▶ _DATA SHOWN_
//! Unit tests for mz-behavior.

use mz_core::{Direction, Percept};

use crate::Surroundings;

// ── Helpers ───────────────────────────────────────────────────────────────────

fn walls(dirs: &[Direction]) -> Vec<Percept> {
    dirs.iter().copied().map(Percept::adjacent_wall).collect()
}

/// All 16 blocked patterns, as `(surroundings, percepts)`.
fn all_patterns() -> Vec<(Surroundings, Vec<Percept>)> {
    (0u8..16)
        .map(|bits| {
            let dirs: Vec<Direction> = Direction::ALL
                .into_iter()
                .enumerate()
                .filter(|(i, _)| bits & (1 << i) != 0)
                .map(|(_, d)| d)
                .collect();
            let ps = walls(&dirs);
            (Surroundings::from_percepts(&ps), ps)
        })
        .collect()
}

// ── Senses ────────────────────────────────────────────────────────────────────

#[cfg(test)]
mod senses {
    use mz_core::{Direction, Intention, ObjectCategory, Percept};

    use super::walls;
    use crate::{Surroundings, is_blocked, is_open, turn_toward};

    #[test]
    fn blocked_only_where_perceived() {
        let ps = walls(&[Direction::Left]);
        assert!(is_blocked(&ps, Direction::Left));
        assert!(is_open(&ps, Direction::Ahead));
        assert!(is_open(&ps, Direction::Right));
    }

    #[test]
    fn distant_obstacles_do_not_block() {
        let far = Percept { category: ObjectCategory::Obstacle, distance: 2, direction: Direction::Ahead };
        assert!(!is_blocked(&[far], Direction::Ahead));
    }

    #[test]
    fn surroundings_from_percepts() {
        let s = Surroundings::from_percepts(&walls(&[Direction::Ahead, Direction::Behind]));
        assert_eq!(s, Surroundings { ahead: true, left: false, right: false, behind: true });
    }

    #[test]
    fn turn_toward_each_direction() {
        assert_eq!(turn_toward(Direction::Ahead), None);
        assert_eq!(turn_toward(Direction::Left), Some(Intention::TurnLeft));
        assert_eq!(turn_toward(Direction::Right), Some(Intention::TurnRight));
        assert_eq!(turn_toward(Direction::Behind), Some(Intention::TurnBack));
    }
}

// ── Stepper ───────────────────────────────────────────────────────────────────

#[cfg(test)]
mod stepper {
    use mz_core::{Direction, Intention};

    use super::{all_patterns, walls};
    use crate::{BehaviorModel, Stepper, Surroundings, WallStatus};

    /// The transition table written out independently of `Stepper::transition`.
    fn expected(status: WallStatus, s: Surroundings) -> (WallStatus, Intention) {
        match status {
            WallStatus::LookingForWall if s.ahead => (WallStatus::FoundWall, Intention::TurnRight),
            WallStatus::LookingForWall if s.left => (WallStatus::FoundWall, Intention::Step),
            WallStatus::LookingForWall if s.right => (WallStatus::FoundWall, Intention::TurnBack),
            WallStatus::LookingForWall if s.behind => (WallStatus::FoundWall, Intention::TurnLeft),
            WallStatus::LookingForWall => (WallStatus::LookingForWall, Intention::Step),
            WallStatus::LostWall1 => (WallStatus::LostWall2, Intention::Step),
            WallStatus::LostWall2 => (WallStatus::BackOnTrack, Intention::TurnLeft),
            WallStatus::BackOnTrack => (WallStatus::FoundWall, Intention::Step),
            WallStatus::FoundWall if s.left && !s.ahead => (WallStatus::FoundWall, Intention::Step),
            WallStatus::FoundWall if s.left => (WallStatus::FoundWall, Intention::TurnRight),
            WallStatus::FoundWall => (WallStatus::LostWall1, Intention::TurnLeft),
        }
    }

    #[test]
    fn every_state_and_pattern_follows_the_table() {
        let states = [
            WallStatus::LookingForWall,
            WallStatus::FoundWall,
            WallStatus::LostWall1,
            WallStatus::LostWall2,
            WallStatus::BackOnTrack,
        ];
        for status in states {
            for (s, ps) in all_patterns() {
                let mut b = Stepper { status };
                let d = b.deliberate(&ps);
                let (next, action) = expected(status, s);
                assert_eq!(d.intentions, vec![action], "{status} {s:?}");
                assert_eq!(b.status, next, "{status} {s:?}");
            }
        }
    }

    #[test]
    fn starts_looking_for_wall() {
        assert_eq!(Stepper::new().status, WallStatus::LookingForWall);
    }

    #[test]
    fn only_ahead_blocked_turns_right() {
        let mut b = Stepper::new();
        let d = b.deliberate(&walls(&[Direction::Ahead]));
        assert_eq!(d.intentions, vec![Intention::TurnRight]);
        assert_eq!(b.status, WallStatus::FoundWall);
    }

    #[test]
    fn message_names_new_state() {
        let mut b = Stepper::new();
        let d = b.deliberate(&[]);
        assert_eq!(d.message.as_deref(), Some("Status: lookingForWall"));
        let d = b.deliberate(&walls(&[Direction::Left]));
        assert_eq!(d.message.as_deref(), Some("Status: foundWall"));
    }

    #[test]
    fn lost_wall_recovery_cycle() {
        let mut b = Stepper { status: WallStatus::FoundWall };
        let actions: Vec<Intention> = (0..4).map(|_| b.deliberate(&[]).intentions[0]).collect();
        assert_eq!(
            actions,
            vec![Intention::TurnLeft, Intention::Step, Intention::TurnLeft, Intention::Step]
        );
        assert_eq!(b.status, WallStatus::FoundWall);
    }
}

// ── Follower ──────────────────────────────────────────────────────────────────

#[cfg(test)]
mod follower {
    use mz_core::{Direction, Intention::*};

    use super::{all_patterns, walls};
    use crate::{BehaviorModel, Follower};

    #[test]
    fn searching_priorities() {
        let cases = [
            (vec![Direction::Ahead, Direction::Left], vec![TurnRight, Step]),
            (vec![Direction::Left, Direction::Right], vec![Step]),
            (vec![Direction::Right, Direction::Behind], vec![TurnBack, Step]),
            (vec![Direction::Behind], vec![TurnLeft, Step]),
        ];
        for (dirs, plan) in cases {
            let mut b = Follower::new();
            assert_eq!(b.deliberate(&walls(&dirs)).intentions, plan, "{dirs:?}");
            assert!(b.found_wall);
        }
    }

    #[test]
    fn open_space_keeps_searching() {
        let mut b = Follower::new();
        assert_eq!(b.deliberate(&[]).intentions, vec![Step]);
        assert!(!b.found_wall);
    }

    #[test]
    fn following_rules() {
        for (s, ps) in all_patterns() {
            let mut b = Follower { found_wall: true };
            let plan = b.deliberate(&ps).intentions;
            let expected = match (s.left, s.ahead) {
                (true, false) => vec![Step],
                (true, true) => vec![TurnRight, Step],
                (false, _) => vec![TurnLeft, Step],
            };
            assert_eq!(plan, expected, "{s:?}");
            assert!(b.found_wall);
        }
    }

    #[test]
    fn sets_no_message() {
        let mut b = Follower::new();
        assert_eq!(b.deliberate(&walls(&[Direction::Ahead])).message, None);
    }
}

// ── TrialAndError ─────────────────────────────────────────────────────────────

#[cfg(test)]
mod trial {
    use mz_core::{Heading, Intention};

    use super::all_patterns;
    use crate::{BehaviorModel, TrialAndError};

    #[test]
    fn maps_sized_to_maze() {
        let b = TrialAndError::new(4);
        assert_eq!(b.visited.len(), 16);
        assert_eq!(b.explored.len(), 16);
        assert!(b.went.iter().all(|&h| h == Heading::North));
        assert_eq!(b.cell(3, 1), Some(13));
        assert_eq!(b.cell(4, 0), None);
        assert_eq!(b.cell(-1, 0), None);
    }

    #[test]
    fn always_steps_and_leaves_maps_alone() {
        let mut b = TrialAndError::new(3);
        let before = b.clone();
        for (_, ps) in all_patterns() {
            assert_eq!(b.deliberate(&ps).intentions, vec![Intention::Step]);
        }
        assert_eq!(b, before);
    }
}

// ── Behavior dispatch ─────────────────────────────────────────────────────────

#[cfg(test)]
mod dispatch {
    use std::str::FromStr;

    use mz_core::Intention;

    use crate::{Behavior, BehaviorError, BehaviorKind, BehaviorModel};

    #[test]
    fn kind_round_trips_through_tag() {
        for kind in BehaviorKind::ALL {
            assert_eq!(BehaviorKind::from_str(kind.tag()).unwrap(), kind);
            assert_eq!(Behavior::new(kind, 3).kind(), kind);
        }
        assert!(matches!("walker".parse::<BehaviorKind>(), Err(BehaviorError::UnknownKind(_))));
    }

    #[test]
    fn dispatch_reaches_variant() {
        let mut b = Behavior::new(BehaviorKind::TrialAndError, 2);
        assert_eq!(b.deliberate(&[]).intentions, vec![Intention::Step]);
        let mut b = Behavior::new(BehaviorKind::Stepper, 2);
        assert!(b.deliberate(&[]).message.is_some());
    }
}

▶ _DESCRIPTION OF THE TASK_
Tell how many lines in the material hold the word "before". Reply with the number only.

▶ _SOLUTION BELOW_
2